* _WORK INSTRUCTION_: Reproduce exactly the lines from the top of the records below through the line holding "also appear in.".

Collection entries:
----
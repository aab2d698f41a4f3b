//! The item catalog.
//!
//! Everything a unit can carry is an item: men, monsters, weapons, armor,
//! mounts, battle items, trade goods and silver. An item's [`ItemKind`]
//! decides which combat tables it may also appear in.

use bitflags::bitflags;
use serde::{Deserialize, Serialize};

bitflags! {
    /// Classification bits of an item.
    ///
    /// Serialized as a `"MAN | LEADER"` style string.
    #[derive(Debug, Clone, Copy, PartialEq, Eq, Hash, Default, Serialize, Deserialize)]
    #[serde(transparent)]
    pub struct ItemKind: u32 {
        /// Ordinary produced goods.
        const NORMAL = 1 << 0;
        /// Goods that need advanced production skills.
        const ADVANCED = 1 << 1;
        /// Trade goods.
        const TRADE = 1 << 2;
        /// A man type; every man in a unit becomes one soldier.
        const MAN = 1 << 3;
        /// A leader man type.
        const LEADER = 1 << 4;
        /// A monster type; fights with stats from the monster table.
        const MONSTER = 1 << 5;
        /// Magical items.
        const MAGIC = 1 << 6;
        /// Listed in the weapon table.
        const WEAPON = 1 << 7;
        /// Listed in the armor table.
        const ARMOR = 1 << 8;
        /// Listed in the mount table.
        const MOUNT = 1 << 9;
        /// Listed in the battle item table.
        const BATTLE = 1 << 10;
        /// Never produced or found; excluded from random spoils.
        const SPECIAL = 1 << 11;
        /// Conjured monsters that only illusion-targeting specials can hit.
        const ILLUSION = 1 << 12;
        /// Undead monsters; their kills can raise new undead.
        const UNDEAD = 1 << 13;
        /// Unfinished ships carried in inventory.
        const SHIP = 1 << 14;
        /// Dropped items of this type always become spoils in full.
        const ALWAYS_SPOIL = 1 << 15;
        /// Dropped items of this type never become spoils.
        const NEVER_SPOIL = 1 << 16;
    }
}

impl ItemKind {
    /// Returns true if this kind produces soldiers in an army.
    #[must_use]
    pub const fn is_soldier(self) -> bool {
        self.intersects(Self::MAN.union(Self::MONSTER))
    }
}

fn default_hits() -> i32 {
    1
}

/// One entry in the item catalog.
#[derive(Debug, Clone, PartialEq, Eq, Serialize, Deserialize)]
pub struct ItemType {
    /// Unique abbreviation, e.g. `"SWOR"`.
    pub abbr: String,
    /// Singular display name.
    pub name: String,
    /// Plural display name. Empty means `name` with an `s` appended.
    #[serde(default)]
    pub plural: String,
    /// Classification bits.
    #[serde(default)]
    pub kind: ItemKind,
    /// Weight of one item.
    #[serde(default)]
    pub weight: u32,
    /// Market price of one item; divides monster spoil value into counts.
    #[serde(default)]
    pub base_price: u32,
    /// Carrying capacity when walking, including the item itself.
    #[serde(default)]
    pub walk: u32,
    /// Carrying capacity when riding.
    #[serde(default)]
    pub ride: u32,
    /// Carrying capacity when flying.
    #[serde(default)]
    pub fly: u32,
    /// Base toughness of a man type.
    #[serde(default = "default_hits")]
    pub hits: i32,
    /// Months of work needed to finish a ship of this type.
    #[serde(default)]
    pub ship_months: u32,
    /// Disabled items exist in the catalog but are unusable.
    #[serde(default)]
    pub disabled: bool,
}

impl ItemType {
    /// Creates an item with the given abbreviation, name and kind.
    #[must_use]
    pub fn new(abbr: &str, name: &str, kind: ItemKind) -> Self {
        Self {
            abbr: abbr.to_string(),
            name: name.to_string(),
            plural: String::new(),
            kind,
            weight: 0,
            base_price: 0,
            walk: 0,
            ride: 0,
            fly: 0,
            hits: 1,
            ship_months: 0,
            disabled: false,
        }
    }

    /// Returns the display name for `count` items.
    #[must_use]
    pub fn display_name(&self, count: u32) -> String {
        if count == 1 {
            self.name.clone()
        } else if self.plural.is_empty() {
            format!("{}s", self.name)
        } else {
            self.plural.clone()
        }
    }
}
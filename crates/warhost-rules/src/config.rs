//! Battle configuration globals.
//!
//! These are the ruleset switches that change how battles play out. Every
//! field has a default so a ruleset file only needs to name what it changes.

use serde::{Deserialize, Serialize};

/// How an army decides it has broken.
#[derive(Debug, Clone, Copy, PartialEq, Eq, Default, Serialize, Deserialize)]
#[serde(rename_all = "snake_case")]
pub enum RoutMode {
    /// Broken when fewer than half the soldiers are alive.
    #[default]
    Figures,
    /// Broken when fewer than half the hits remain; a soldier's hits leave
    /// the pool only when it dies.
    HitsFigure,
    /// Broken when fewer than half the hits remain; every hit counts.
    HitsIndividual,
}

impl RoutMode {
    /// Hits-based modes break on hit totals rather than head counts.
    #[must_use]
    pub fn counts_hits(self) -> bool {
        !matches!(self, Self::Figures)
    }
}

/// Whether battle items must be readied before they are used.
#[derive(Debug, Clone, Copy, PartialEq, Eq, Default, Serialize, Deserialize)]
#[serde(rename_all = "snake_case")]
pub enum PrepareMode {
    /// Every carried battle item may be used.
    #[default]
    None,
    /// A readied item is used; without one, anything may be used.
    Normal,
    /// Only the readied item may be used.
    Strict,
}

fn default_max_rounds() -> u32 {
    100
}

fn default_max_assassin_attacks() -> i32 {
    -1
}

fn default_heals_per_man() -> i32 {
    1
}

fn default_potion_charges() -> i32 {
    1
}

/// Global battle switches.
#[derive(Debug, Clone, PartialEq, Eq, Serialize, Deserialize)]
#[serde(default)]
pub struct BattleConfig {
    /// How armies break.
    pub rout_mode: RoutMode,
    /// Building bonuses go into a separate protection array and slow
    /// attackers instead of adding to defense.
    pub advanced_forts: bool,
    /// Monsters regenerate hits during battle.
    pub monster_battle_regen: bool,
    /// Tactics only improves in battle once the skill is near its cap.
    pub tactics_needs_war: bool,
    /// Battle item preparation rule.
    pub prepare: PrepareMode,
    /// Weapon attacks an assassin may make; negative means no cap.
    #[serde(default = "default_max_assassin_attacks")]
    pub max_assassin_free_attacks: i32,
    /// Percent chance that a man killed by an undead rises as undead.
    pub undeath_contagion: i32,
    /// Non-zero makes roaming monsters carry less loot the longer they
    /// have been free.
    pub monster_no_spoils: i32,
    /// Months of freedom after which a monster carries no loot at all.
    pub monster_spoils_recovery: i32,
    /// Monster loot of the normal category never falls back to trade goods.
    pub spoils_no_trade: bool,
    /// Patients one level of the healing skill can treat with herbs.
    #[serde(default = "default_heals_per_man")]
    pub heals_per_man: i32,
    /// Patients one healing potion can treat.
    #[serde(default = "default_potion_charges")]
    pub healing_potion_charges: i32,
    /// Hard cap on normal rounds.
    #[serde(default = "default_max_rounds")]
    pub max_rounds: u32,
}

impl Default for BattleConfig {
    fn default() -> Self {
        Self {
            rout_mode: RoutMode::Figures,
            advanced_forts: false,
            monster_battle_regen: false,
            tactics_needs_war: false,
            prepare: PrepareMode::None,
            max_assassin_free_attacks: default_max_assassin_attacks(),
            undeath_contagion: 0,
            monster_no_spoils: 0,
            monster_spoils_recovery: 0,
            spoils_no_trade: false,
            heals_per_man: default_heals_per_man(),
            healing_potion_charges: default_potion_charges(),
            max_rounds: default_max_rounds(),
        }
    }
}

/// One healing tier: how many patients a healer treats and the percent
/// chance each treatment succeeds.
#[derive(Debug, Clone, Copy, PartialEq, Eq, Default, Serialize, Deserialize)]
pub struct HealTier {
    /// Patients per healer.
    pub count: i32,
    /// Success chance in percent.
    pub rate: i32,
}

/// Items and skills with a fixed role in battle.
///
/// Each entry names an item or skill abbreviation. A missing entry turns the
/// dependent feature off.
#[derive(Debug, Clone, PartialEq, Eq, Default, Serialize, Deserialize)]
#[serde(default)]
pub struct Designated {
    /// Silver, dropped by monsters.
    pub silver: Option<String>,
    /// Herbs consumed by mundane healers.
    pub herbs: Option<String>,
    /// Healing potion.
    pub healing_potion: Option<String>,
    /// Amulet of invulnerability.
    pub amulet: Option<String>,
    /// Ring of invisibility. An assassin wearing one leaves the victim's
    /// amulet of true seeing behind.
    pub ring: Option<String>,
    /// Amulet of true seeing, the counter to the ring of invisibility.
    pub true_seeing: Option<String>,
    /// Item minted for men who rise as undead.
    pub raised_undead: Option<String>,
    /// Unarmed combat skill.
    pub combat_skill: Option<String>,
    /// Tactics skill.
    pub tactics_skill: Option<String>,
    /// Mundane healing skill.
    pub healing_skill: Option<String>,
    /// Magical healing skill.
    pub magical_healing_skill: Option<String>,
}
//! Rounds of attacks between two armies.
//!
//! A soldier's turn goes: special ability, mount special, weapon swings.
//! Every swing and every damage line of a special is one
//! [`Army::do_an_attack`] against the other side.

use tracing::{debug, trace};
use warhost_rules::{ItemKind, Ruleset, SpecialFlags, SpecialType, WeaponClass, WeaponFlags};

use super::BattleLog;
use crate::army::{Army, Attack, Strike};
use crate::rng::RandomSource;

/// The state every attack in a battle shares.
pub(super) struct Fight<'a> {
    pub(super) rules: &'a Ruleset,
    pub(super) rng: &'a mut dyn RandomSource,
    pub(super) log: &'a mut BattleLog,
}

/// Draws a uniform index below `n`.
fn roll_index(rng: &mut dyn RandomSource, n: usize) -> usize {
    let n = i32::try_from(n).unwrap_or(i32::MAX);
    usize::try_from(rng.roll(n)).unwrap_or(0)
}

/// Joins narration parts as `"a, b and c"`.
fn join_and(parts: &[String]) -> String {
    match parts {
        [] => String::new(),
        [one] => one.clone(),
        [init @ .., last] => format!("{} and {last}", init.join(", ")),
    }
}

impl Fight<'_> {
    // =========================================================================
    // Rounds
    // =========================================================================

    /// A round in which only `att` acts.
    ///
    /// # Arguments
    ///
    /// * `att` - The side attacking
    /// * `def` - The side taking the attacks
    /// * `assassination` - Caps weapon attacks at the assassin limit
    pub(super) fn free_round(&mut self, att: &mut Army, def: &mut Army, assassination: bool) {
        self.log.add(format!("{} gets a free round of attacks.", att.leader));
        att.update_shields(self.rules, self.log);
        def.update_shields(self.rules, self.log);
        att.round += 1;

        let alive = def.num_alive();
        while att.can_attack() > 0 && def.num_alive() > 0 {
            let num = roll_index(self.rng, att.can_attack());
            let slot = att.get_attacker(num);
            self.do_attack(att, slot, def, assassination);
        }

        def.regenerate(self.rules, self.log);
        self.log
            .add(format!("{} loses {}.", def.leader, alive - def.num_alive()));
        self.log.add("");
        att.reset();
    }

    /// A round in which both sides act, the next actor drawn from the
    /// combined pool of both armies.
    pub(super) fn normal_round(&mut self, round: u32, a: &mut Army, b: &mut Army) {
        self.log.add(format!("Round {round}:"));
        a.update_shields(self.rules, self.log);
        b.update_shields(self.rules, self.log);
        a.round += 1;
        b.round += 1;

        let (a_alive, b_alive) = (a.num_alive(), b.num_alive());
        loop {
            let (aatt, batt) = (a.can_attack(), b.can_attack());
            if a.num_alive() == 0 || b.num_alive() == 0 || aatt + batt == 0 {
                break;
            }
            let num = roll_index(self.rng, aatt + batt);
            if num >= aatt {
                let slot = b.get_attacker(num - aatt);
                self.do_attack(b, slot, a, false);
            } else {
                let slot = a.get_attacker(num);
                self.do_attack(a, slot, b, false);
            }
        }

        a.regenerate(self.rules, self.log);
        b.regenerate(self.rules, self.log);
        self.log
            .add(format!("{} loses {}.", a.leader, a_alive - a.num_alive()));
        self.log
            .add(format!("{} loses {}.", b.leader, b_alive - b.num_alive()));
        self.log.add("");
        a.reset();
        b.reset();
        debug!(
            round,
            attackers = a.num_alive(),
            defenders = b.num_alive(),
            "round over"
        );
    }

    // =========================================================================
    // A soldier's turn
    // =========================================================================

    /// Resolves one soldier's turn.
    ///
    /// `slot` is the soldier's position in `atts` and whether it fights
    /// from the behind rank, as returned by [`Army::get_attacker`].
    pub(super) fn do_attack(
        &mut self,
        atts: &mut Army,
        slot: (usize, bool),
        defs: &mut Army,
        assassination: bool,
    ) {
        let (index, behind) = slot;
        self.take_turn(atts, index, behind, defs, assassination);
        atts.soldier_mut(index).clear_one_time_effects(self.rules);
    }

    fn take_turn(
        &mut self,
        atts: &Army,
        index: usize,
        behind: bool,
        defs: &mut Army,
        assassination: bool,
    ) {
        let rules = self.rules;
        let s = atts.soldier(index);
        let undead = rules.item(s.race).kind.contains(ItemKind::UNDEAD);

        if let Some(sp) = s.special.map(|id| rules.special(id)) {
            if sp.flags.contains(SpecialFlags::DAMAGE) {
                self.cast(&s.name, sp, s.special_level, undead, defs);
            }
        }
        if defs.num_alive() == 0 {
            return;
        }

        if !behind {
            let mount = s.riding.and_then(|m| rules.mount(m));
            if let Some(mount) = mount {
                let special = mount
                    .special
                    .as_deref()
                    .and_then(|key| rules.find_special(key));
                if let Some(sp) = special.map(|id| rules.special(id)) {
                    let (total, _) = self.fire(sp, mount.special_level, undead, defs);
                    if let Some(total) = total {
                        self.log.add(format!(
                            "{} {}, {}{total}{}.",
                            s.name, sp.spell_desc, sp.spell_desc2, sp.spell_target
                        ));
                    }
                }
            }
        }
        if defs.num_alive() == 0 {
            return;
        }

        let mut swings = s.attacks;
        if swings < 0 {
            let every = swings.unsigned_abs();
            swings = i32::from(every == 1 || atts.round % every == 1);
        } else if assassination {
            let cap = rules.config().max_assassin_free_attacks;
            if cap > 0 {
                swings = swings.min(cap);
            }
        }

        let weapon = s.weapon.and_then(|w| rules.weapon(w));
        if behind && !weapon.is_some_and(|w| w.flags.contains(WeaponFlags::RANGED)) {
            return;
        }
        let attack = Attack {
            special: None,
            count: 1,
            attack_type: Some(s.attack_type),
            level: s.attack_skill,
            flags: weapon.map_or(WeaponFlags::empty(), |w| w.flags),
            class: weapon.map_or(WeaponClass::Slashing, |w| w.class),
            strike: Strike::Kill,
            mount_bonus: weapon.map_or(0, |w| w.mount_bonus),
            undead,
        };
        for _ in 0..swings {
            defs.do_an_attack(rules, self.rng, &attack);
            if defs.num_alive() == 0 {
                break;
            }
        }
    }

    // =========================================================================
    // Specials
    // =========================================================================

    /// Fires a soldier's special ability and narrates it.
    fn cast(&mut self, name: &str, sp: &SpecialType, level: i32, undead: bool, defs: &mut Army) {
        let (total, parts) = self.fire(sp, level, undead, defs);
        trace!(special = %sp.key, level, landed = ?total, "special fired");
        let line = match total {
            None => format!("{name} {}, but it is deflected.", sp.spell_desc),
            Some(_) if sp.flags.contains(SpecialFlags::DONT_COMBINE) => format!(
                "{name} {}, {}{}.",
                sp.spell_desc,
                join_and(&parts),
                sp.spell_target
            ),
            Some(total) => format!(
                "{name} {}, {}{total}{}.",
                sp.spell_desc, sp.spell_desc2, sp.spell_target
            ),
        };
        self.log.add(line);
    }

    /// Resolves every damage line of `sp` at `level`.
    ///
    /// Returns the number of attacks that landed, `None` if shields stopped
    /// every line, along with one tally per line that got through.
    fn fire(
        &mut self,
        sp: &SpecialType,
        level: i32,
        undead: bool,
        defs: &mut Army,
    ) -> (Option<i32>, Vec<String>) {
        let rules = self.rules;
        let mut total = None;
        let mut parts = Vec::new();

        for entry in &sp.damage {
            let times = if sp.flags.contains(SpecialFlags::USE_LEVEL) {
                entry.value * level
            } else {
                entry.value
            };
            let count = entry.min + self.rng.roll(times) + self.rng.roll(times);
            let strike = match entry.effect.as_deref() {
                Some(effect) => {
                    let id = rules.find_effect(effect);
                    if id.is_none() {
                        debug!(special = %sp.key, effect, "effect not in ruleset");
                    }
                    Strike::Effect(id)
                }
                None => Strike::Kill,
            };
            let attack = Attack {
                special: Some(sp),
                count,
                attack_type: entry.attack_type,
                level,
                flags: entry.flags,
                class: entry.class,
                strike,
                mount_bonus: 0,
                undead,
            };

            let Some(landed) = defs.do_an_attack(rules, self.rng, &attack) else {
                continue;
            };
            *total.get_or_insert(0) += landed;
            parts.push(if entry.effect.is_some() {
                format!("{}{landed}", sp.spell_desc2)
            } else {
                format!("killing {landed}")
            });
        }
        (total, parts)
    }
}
----
* _RESULT FOR THIS EXERCISE_:
repository aab2d698f41a4f3b
//! The item catalog.
//!
//! Everything a unit can carry is an item: men, monsters, weapons, armor,
//! mounts, battle items, trade goods and silver. An item's [`ItemKind`]
//! decides which combat tables it may also appear in.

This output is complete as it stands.